Incremental models let you reuse existing data and only process new or changed rows instead of rebuilding a table from scratch on every run. This is essential for larger datasets or frequently running pipelines.

This page explains the concepts and configuration of incremental models in FastFlowTransform (FFT) independently of any specific example project.


Why incremental models?

By default, a model is built with a full refresh:

  • Read all sources
  • Recompute all transformations
  • Overwrite the target table

For small tables this is fine. For anything medium-sized or larger, this quickly becomes:

  • slow,
  • expensive (especially on cloud warehouses / Spark),
  • and unnecessary if only a small portion of rows changed.

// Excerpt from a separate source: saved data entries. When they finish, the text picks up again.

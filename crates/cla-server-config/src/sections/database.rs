// Copyright (c) 2025 Geoffrey Huntley <ghuntley@ghuntley.com>. All rights reserved.
// SPDX-License-Identifier: Proprietary

//! Database configuration.

use serde::Deserialize;

const DEFAULT_URL: &str = "sqlite:./cla.db";
const DEFAULT_STAGE: &str = "dev";

#[derive(Debug, Clone)]
pub struct DatabaseConfig {
	pub url: String,
	/// Deployment stage; every table name is prefixed `cla-<stage>-`.
	pub stage: String,
}

impl Default for DatabaseConfig {
	fn default() -> Self {
		DatabaseConfigLayer::default().finalize()
	}
}

#[derive(Debug, Clone, Default, Deserialize)]
pub struct DatabaseConfigLayer {
	#[serde(default)]
	pub url: Option<String>,
	#[serde(default)]
	pub stage: Option<String>,
}

impl DatabaseConfigLayer {
	pub fn merge(&mut self, other: DatabaseConfigLayer) {
		if other.url.is_some() {
			self.url = other.url;
		}
		if other.stage.is_some() {
			self.stage = other.stage;
		}
	}

	pub fn finalize(self) -> DatabaseConfig {
		DatabaseConfig {
			url: self.url.unwrap_or_else(|| DEFAULT_URL.to_string()),
			stage: self.stage.unwrap_or_else(|| DEFAULT_STAGE.to_string()),
		}
	}
}
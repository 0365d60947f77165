// Copyright (c) 2025 Geoffrey Huntley <ghuntley@ghuntley.com>. All rights reserved.
// SPDX-License-Identifier: Proprietary

use std::time::Duration;

use reqwest::{Client, ClientBuilder};

/// Builder preloaded with the server User-Agent. GitHub rejects requests
/// without one.
pub fn builder() -> ClientBuilder {
	Client::builder().user_agent(user_agent())
}

pub fn new_client() -> reqwest::Result<Client> {
	builder().build()
}

pub fn new_client_with_timeout(timeout: Duration) -> reqwest::Result<Client> {
	builder().timeout(timeout).build()
}

/// `cla-server/{version} ({os}-{arch})`
pub fn user_agent() -> String {
	format!(
		"cla-server/{} ({}-{})",
		env!("CARGO_PKG_VERSION"),
		std::env::consts::OS,
		std::env::consts::ARCH
	)
}

#[cfg(test)]
mod tests {
	use super::*;

	#[test]
	fn user_agent_names_the_server_and_version() {
		let ua = user_agent();
		assert!(ua.starts_with("cla-server/"));
		assert!(ua.contains(env!("CARGO_PKG_VERSION")));
		assert!(ua.contains(std::env::consts::OS));
	}

	#[test]
	fn clients_build() {
		assert!(new_client().is_ok());
		assert!(new_client_with_timeout(Duration::from_secs(5)).is_ok());
	}
}
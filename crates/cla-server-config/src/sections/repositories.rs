// Copyright (c) 2025 Geoffrey Huntley <ghuntley@ghuntley.com>. All rights reserved.
// SPDX-License-Identifier: Proprietary

//! Repository linker configuration.

use serde::Deserialize;

const DEFAULT_REQUEST_TIMEOUT_SECS: u64 = 60;

#[derive(Debug, Clone)]
pub struct RepositoriesConfig {
	/// Deadline applied to each linker request.
	pub request_timeout_secs: u64,
	/// Fail the CLA-group disable sweep on the first error instead of
	/// logging and continuing.
	pub strict_disable_sweep: bool,
}

impl Default for RepositoriesConfig {
	fn default() -> Self {
		RepositoriesConfigLayer::default().finalize()
	}
}

#[derive(Debug, Clone, Default, Deserialize)]
pub struct RepositoriesConfigLayer {
	#[serde(default)]
	pub request_timeout_secs: Option<u64>,
	#[serde(default)]
	pub strict_disable_sweep: Option<bool>,
}

impl RepositoriesConfigLayer {
	pub fn merge(&mut self, other: RepositoriesConfigLayer) {
		if other.request_timeout_secs.is_some() {
			self.request_timeout_secs = other.request_timeout_secs;
		}
		if other.strict_disable_sweep.is_some() {
			self.strict_disable_sweep = other.strict_disable_sweep;
		}
	}

	pub fn finalize(self) -> RepositoriesConfig {
		RepositoriesConfig {
			request_timeout_secs: self
				.request_timeout_secs
				.unwrap_or(DEFAULT_REQUEST_TIMEOUT_SECS),
			strict_disable_sweep: self.strict_disable_sweep.unwrap_or(false),
		}
	}
}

Incremental models solve this by:

  1. Reusing existing target data.
  2. Processing only new / changed rows.
  3. Applying an incremental strategy (append or merge).

High-level architecture

Incremental behaviour is coordinated between three layers:

  1. Model configuration

You declare that a model is incremental and provide hints:

  • Does it append or upsert?
  • What is the unique key?
  • Which column(s) indicate freshness (e.g. updated_at)?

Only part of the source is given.